Review

Revolutionary Mothering in Black Girl Dangerous

by Cantrice Janelle Penn
Black Girl Dangerous
July 15th, 2016

I lick my lips, encrusted with bits of sea salt, as I text Alexis Pauline Gumbs—co-editor of Revolutionary Mothering: Love on the Front Lines—from the sandy coast of the Carolinas about my forthcoming review of her book. After heading to the water’s edge without sunscreen, I now find myself nursing my first-ever sunburn on both brown shoulders, anointing them with my own kisses and a few drops of aloe vera. When I was little, other kids used to say that asunburn retained heat because the sun itself would literally get into your skin and stay there long after a day at the beach.

Revolutionary Mothering does just that—pulsing with electrifying storytelling, this anthology gets into your skin.

Alexis Pauline Gumbs, China Martens and Mai’a Williams have carved out a collaborative space in the shape of love, by offering us this broader definition of “motherhood.” They have effortlessly weaved together storythreads from all corners of the globe to produce this urgent, necessary project—one with the potential to serve as a working blueprint for our communities.

Inspired by its radical, feminist-of-color predecessor, This Bridge Called My Back: Writings by Radical Women of Color, this latest incarnation—originally entitled, This Bridge Called My Baby—is a loving meditation on multiply marginalized mama figures trying to make it work with what they got within the confines of the anti-Black, white supremacist, capitalist, ableist, cisheteropatriarchal systems that pin the proverbial boot against our chests, attempting to slowly suffocate us all as we struggle to draw a collective breath in the name of liberation.

This anthology centers the voices of Black mothers and mothers of color, queer mothers, poor and working-class mothers, disabled mothers, and immigrant mothers who offer their lived experiences in the form of poetry, essays, manifestos, photo montages and play scripts. But as a “non-parent” with my own complicated relationship with mothering, I didn’t think I’d be able to relate.

Thankfully, I couldn’t have been more wrong.

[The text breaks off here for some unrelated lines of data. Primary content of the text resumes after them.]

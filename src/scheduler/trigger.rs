//! Reload requests.

use std::fmt;

use tokio::sync::mpsc;
use tokio::sync::mpsc::error::TrySendError;

/// What asked for a reload.
#[derive(Debug, Clone, Copy, PartialEq, Eq)]
pub enum ReloadReason {
    Startup,
    Signal,
    ConfigChanged,
    FileEvent,
    Admin,
}

impl ReloadReason {
    pub fn as_str(&self) -> &'static str {
        match self {
            ReloadReason::Startup => "startup",
            ReloadReason::Signal => "signal",
            ReloadReason::ConfigChanged => "config_changed",
            ReloadReason::FileEvent => "file_event",
            ReloadReason::Admin => "admin",
        }
    }
}

impl fmt::Display for ReloadReason {
    fn fmt(&self, f: &mut fmt::Formatter<'_>) -> fmt::Result {
        f.write_str(self.as_str())
    }
}

/// Result of asking for a reload.
#[derive(Debug, Clone, Copy, PartialEq, Eq)]
pub enum TriggerOutcome {
    Queued,
    /// A reload was already pending; this request is folded into it.
    Coalesced,
    /// The scheduler is gone.
    Closed,
}

/// Cloneable handle for requesting reloads. Safe to use from non-async code.
#[derive(Debug, Clone)]
pub struct ReloadHandle {
    tx: mpsc::Sender<ReloadReason>,
}

/// Create a reload channel holding at most one pending request.
pub fn reload_channel() -> (ReloadHandle, mpsc::Receiver<ReloadReason>) {
    let (tx, rx) = mpsc::channel(1);
    (ReloadHandle { tx }, rx)
}

impl ReloadHandle {
    pub fn trigger(&self, reason: ReloadReason) -> TriggerOutcome {
        match self.tx.try_send(reason) {
            Ok(()) => {
                tracing::debug!(reason = %reason, "Reload requested");
                TriggerOutcome::Queued
            }
            Err(TrySendError::Full(_)) => {
                tracing::debug!(reason = %reason, "Reload already pending");
                TriggerOutcome::Coalesced
            }
            Err(TrySendError::Closed(_)) => {
                tracing::warn!(reason = %reason, "Reload requested after scheduler stopped");
                TriggerOutcome::Closed
            }
        }
    }
}

#[cfg(test)]
mod tests {
    use super::*;

    #[test]
    fn test_requests_coalesce() {
        let (handle, mut rx) = reload_channel();

        assert_eq!(handle.trigger(ReloadReason::Signal), TriggerOutcome::Queued);
        assert_eq!(handle.trigger(ReloadReason::Admin), TriggerOutcome::Coalesced);
        assert_eq!(rx.try_recv().unwrap(), ReloadReason::Signal);
        assert!(rx.try_recv().is_err());

        assert_eq!(handle.trigger(ReloadReason::Admin), TriggerOutcome::Queued);
    }

    #[test]
    fn test_closed_channel() {
        let (handle, rx) = reload_channel();
        drop(rx);
        assert_eq!(handle.trigger(ReloadReason::FileEvent), TriggerOutcome::Closed);
    }
}
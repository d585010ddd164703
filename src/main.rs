//! ssl-watch
//!
//! Probes TLS endpoints and exports certificate health as Prometheus metrics.
//!
//! # Architecture Overview
//!
//! ```text
//!   config dir (*.json) ──▶ source ──▶ registry ──┐
//!         ▲                   │                   │ domains, ip sets
//!         │ notify / poll     │ version tags      ▼
//!         └──── reload ◀──────┘             scheduler ──▶ probe (DNS + TLS)
//!                                                 │
//!                                                 ▼
//!                        GET /metrics ◀──── metrics store
//! ```

use std::path::PathBuf;

use clap::Parser;

use ssl_watch::config::loader::{read_config, ConfigError};
use ssl_watch::config::validation::validate_config;
use ssl_watch::config::WatchConfig;
use ssl_watch::lifecycle::startup;
use ssl_watch::observability::logging;

#[derive(Parser, Debug)]
#[command(name = "ssl-watch", version)]
#[command(about = "TLS certificate expiry monitor with a Prometheus endpoint", long_about = None)]
struct Cli {
    /// TOML settings file. Defaults apply when omitted.
    #[arg(short, long, env = "SSLWATCH_SETTINGS")]
    settings: Option<PathBuf>,

    /// Directory holding the service documents.
    #[arg(long, env = "SSLWATCH_CONFIG_DIR")]
    config_dir: Option<String>,

    /// Suffix of service document file names.
    #[arg(long, env = "SSLWATCH_CONFIG_FILE_SUFFIX")]
    config_file_suffix: Option<String>,

    /// Seconds between sweeps.
    #[arg(long, env = "SSLWATCH_SCRAPE_INTERVAL")]
    scrape_interval: Option<u64>,

    /// Seconds between config change checks; 0 disables polling.
    #[arg(long, env = "SSLWATCH_RELOAD_POLL")]
    reload_poll: Option<u64>,

    /// TCP connect timeout in seconds.
    #[arg(long, env = "SSLWATCH_CONNECTION_TIMEOUT")]
    connection_timeout: Option<u64>,

    /// DNS lookup timeout in seconds.
    #[arg(long, env = "SSLWATCH_LOOKUP_TIMEOUT")]
    lookup_timeout: Option<u64>,

    /// Metrics endpoint bind address.
    #[arg(long, env = "SSLWATCH_BIND_ADDRESS")]
    bind_address: Option<String>,

    /// Debug-level logging.
    #[arg(long, env = "SSLWATCH_DEBUG_MODE")]
    debug: bool,

    /// Do not watch the config directory for changes.
    #[arg(long)]
    no_watch: bool,
}

impl Cli {
    fn settings(&self) -> Result<WatchConfig, ConfigError> {
        let mut config = match &self.settings {
            Some(path) => read_config(path)?,
            None => WatchConfig::default(),
        };
        self.apply(&mut config);
        validate_config(&config).map_err(ConfigError::Validation)?;
        Ok(config)
    }

    fn apply(&self, config: &mut WatchConfig) {
        if let Some(dir) = &self.config_dir {
            config.source.config_dir = dir.clone();
        }
        if let Some(suffix) = &self.config_file_suffix {
            config.source.config_file_suffix = suffix.clone();
        }
        if let Some(secs) = self.scrape_interval {
            config.schedule.scrape_interval_secs = secs;
        }
        if let Some(secs) = self.reload_poll {
            config.schedule.reload_poll_secs = secs;
        }
        if let Some(secs) = self.connection_timeout {
            config.probe.connection_timeout_secs = secs;
        }
        if let Some(secs) = self.lookup_timeout {
            config.probe.lookup_timeout_secs = secs;
        }
        if let Some(address) = &self.bind_address {
            config.observability.bind_address = address.clone();
        }
        if self.debug {
            config.observability.debug = true;
        }
        if self.no_watch {
            config.source.watch = false;
        }
    }
}

#[tokio::main]
async fn main() -> Result<(), Box<dyn std::error::Error>> {
    let config = Cli::parse().settings()?;
    logging::init_logging(&config.observability);

    tracing::info!(
        version = env!("CARGO_PKG_VERSION"),
        config_dir = %config.source.config_dir,
        suffix = %config.source.config_file_suffix,
        scrape_interval_secs = config.schedule.scrape_interval_secs,
        bind_address = %config.observability.bind_address,
        "ssl-watch starting"
    );

    if let Err(e) = startup::run(config).await {
        tracing::error!(error = %e, "Fatal error");
        return Err(e.into());
    }
    Ok(())
}
//! TLS handshakes that observe certificates instead of judging them.
//!
//! The monitor has to connect to hosts serving expired, self-signed or
//! mismatched certificates, so verification is switched off at the transport
//! level: no chain, name or handshake signature check can fail the handshake.
//! A certificate with a key the crypto provider refuses (RSA under 2048 bits,
//! say) is still reported.

use std::io;
use std::net::SocketAddr;
use std::sync::Arc;
use std::time::Duration;

use rustls::client::danger::{HandshakeSignatureValid, ServerCertVerified, ServerCertVerifier};
use rustls::crypto::{self, CryptoProvider};
use rustls::pki_types::{CertificateDer, ServerName, UnixTime};
use rustls::{ClientConfig, DigitallySignedStruct, SignatureScheme};
use thiserror::Error;
use tokio::io::AsyncWriteExt;
use tokio::net::TcpStream;
use tokio::time::{self, Instant};
use tokio_rustls::TlsConnector;

/// Extra time a handshake may take once the TCP connection is up.
pub const HANDSHAKE_GRACE: Duration = Duration::from_secs(5);

/// Reasons a single address could not be probed.
#[derive(Debug, Error)]
pub enum ProbeError {
    #[error("invalid server name {0:?}")]
    InvalidServerName(String),

    #[error("connect timed out after {0:?}")]
    ConnectTimeout(Duration),

    #[error("connect failed: {0}")]
    Connect(#[source] io::Error),

    #[error("handshake deadline exceeded")]
    HandshakeTimeout,

    #[error("handshake failed: {0}")]
    Handshake(#[source] io::Error),

    #[error("peer presented no certificate")]
    NoCertificate,
}

/// Verifier that accepts any certificate and any handshake signature.
#[derive(Debug)]
struct AcceptAnyCertificate {
    /// Advertised to the peer so it picks a scheme we can name.
    schemes: Vec<SignatureScheme>,
}

impl AcceptAnyCertificate {
    fn new(provider: &CryptoProvider) -> Self {
        Self {
            schemes: provider.signature_verification_algorithms.supported_schemes(),
        }
    }
}

impl ServerCertVerifier for AcceptAnyCertificate {
    fn verify_server_cert(
        &self,
        _end_entity: &CertificateDer<'_>,
        _intermediates: &[CertificateDer<'_>],
        _server_name: &ServerName<'_>,
        _ocsp_response: &[u8],
        _now: UnixTime,
    ) -> Result<ServerCertVerified, rustls::Error> {
        Ok(ServerCertVerified::assertion())
    }

    fn verify_tls12_signature(
        &self,
        _message: &[u8],
        _cert: &CertificateDer<'_>,
        _dss: &DigitallySignedStruct,
    ) -> Result<HandshakeSignatureValid, rustls::Error> {
        Ok(HandshakeSignatureValid::assertion())
    }

    fn verify_tls13_signature(
        &self,
        _message: &[u8],
        _cert: &CertificateDer<'_>,
        _dss: &DigitallySignedStruct,
    ) -> Result<HandshakeSignatureValid, rustls::Error> {
        Ok(HandshakeSignatureValid::assertion())
    }

    fn supported_verify_schemes(&self) -> Vec<SignatureScheme> {
        self.schemes.clone()
    }
}

/// Build a connector that completes handshakes regardless of certificate trust.
pub fn observing_connector() -> Result<TlsConnector, rustls::Error> {
    let provider = Arc::new(crypto::ring::default_provider());
    let verifier = AcceptAnyCertificate::new(&provider);

    let config = ClientConfig::builder_with_provider(provider)
        .with_safe_default_protocol_versions()?
        .dangerous()
        .with_custom_certificate_verifier(Arc::new(verifier))
        .with_no_client_auth();

    Ok(TlsConnector::from(Arc::new(config)))
}

/// Handshake with `addr` presenting `host` as SNI and return the leaf certificate.
///
/// The TCP connect is bounded by `connect_timeout`; the whole exchange by
/// `connect_timeout + HANDSHAKE_GRACE`.
pub async fn fetch_leaf(
    connector: &TlsConnector,
    addr: SocketAddr,
    host: &str,
    connect_timeout: Duration,
) -> Result<CertificateDer<'static>, ProbeError> {
    let deadline = Instant::now() + connect_timeout + HANDSHAKE_GRACE;

    let server_name = ServerName::try_from(host.to_string())
        .map_err(|_| ProbeError::InvalidServerName(host.to_string()))?;

    let stream = time::timeout(connect_timeout, TcpStream::connect(addr))
        .await
        .map_err(|_| ProbeError::ConnectTimeout(connect_timeout))?
        .map_err(ProbeError::Connect)?;

    let mut tls = time::timeout_at(deadline, connector.connect(server_name, stream))
        .await
        .map_err(|_| ProbeError::HandshakeTimeout)?
        .map_err(ProbeError::Handshake)?;

    let leaf = tls
        .get_ref()
        .1
        .peer_certificates()
        .and_then(|chain| chain.first())
        .map(|cert| cert.clone().into_owned())
        .ok_or(ProbeError::NoCertificate)?;

    let _ = time::timeout_at(deadline, tls.shutdown()).await;
    Ok(leaf)
}
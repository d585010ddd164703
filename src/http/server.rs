//! Metrics HTTP server.
//!
//! # Responsibilities
//! - Create the Axum Router with all handlers
//! - Wire up middleware (tracing, timeout)
//! - Serve until the shutdown signal fires

use std::sync::Arc;
use std::time::Duration;

use axum::{
    extract::State,
    http::{header, StatusCode},
    response::IntoResponse,
    routing::{get, post},
    Router,
};
use metrics_exporter_prometheus::PrometheusHandle;
use tokio::net::TcpListener;
use tokio::sync::broadcast;
use tower_http::{timeout::TimeoutLayer, trace::TraceLayer};

use crate::http::exposition;
use crate::registry::Registry;
use crate::scheduler::{ReloadHandle, ReloadReason, TriggerOutcome};
use crate::store::MetricsStore;

const REQUEST_TIMEOUT: Duration = Duration::from_secs(10);
const TEXT_FORMAT: &str = "text/plain; version=0.0.4";

/// Application state injected into handlers.
#[derive(Clone)]
pub struct AppState {
    pub registry: Arc<Registry>,
    pub store: Arc<MetricsStore>,
    pub reloads: ReloadHandle,
    /// Self-metrics; absent when no recorder was installed.
    pub prometheus: Option<PrometheusHandle>,
}

/// HTTP server exposing probe results.
pub struct MetricsServer {
    router: Router,
}

impl MetricsServer {
    pub fn new(state: AppState) -> Self {
        Self {
            router: Self::build_router(state),
        }
    }

    /// Build the Axum router with all middleware layers.
    #[allow(deprecated)]
    fn build_router(state: AppState) -> Router {
        Router::new()
            .route("/metrics", get(metrics_handler))
            .route("/healthz", get(health_handler))
            .route("/-/reload", post(reload_handler))
            .with_state(state)
            .layer(TimeoutLayer::new(REQUEST_TIMEOUT))
            .layer(TraceLayer::new_for_http())
    }

    pub fn router(&self) -> Router {
        self.router.clone()
    }

    /// Run the server, accepting connections on the given listener.
    pub async fn run(
        self,
        listener: TcpListener,
        mut shutdown: broadcast::Receiver<()>,
    ) -> Result<(), std::io::Error> {
        let addr = listener.local_addr()?;
        tracing::info!(address = %addr, "Metrics server starting");

        axum::serve(listener, self.router)
            .with_graceful_shutdown(async move {
                let _ = shutdown.recv().await;
            })
            .await?;

        tracing::info!("Metrics server stopped");
        Ok(())
    }
}

async fn metrics_handler(State(state): State<AppState>) -> impl IntoResponse {
    let mut body = exposition::render(&state.store, &state.registry);
    if let Some(handle) = &state.prometheus {
        body.push_str(&handle.render());
    }
    ([(header::CONTENT_TYPE, TEXT_FORMAT)], body)
}

async fn health_handler() -> &'static str {
    "ok"
}

async fn reload_handler(State(state): State<AppState>) -> impl IntoResponse {
    match state.reloads.trigger(ReloadReason::Admin) {
        TriggerOutcome::Queued => (StatusCode::ACCEPTED, "reload requested\n"),
        TriggerOutcome::Coalesced => (StatusCode::ACCEPTED, "reload already pending\n"),
        TriggerOutcome::Closed => (StatusCode::SERVICE_UNAVAILABLE, "scheduler stopped\n"),
    }
}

I cracked open Revolutionary Mothering, finding story after story detailing real shit—the raw, the unpopular, the vulnerable. Stuff we’re not supposed to admit to in “woke” communities. Like the mother with dark skin who secretly hopes that her unborn child won’t inherit her own melanin and seems quite aware of how deep the well of internal oppression can run. Or the mother in the US who attempts to adopt a child from her home country, only to find herself navigating the very western, white systems that she otherwise actively resists. Or the mother who reflects on a heteronormative relationship maintained with her then-husband whom she carried financially through school while suppressing her budding identities.

What Revolutionary Mothering is not is another collection of writings by revolutionary-minded folks using all the right social-justice language and providing all the right answers as to how to mother children the “radical” way. It is also not an attempt to stuff marginalized parents or parenting into some other hegemonic box patterned after the oppressive systems that shape most of our world.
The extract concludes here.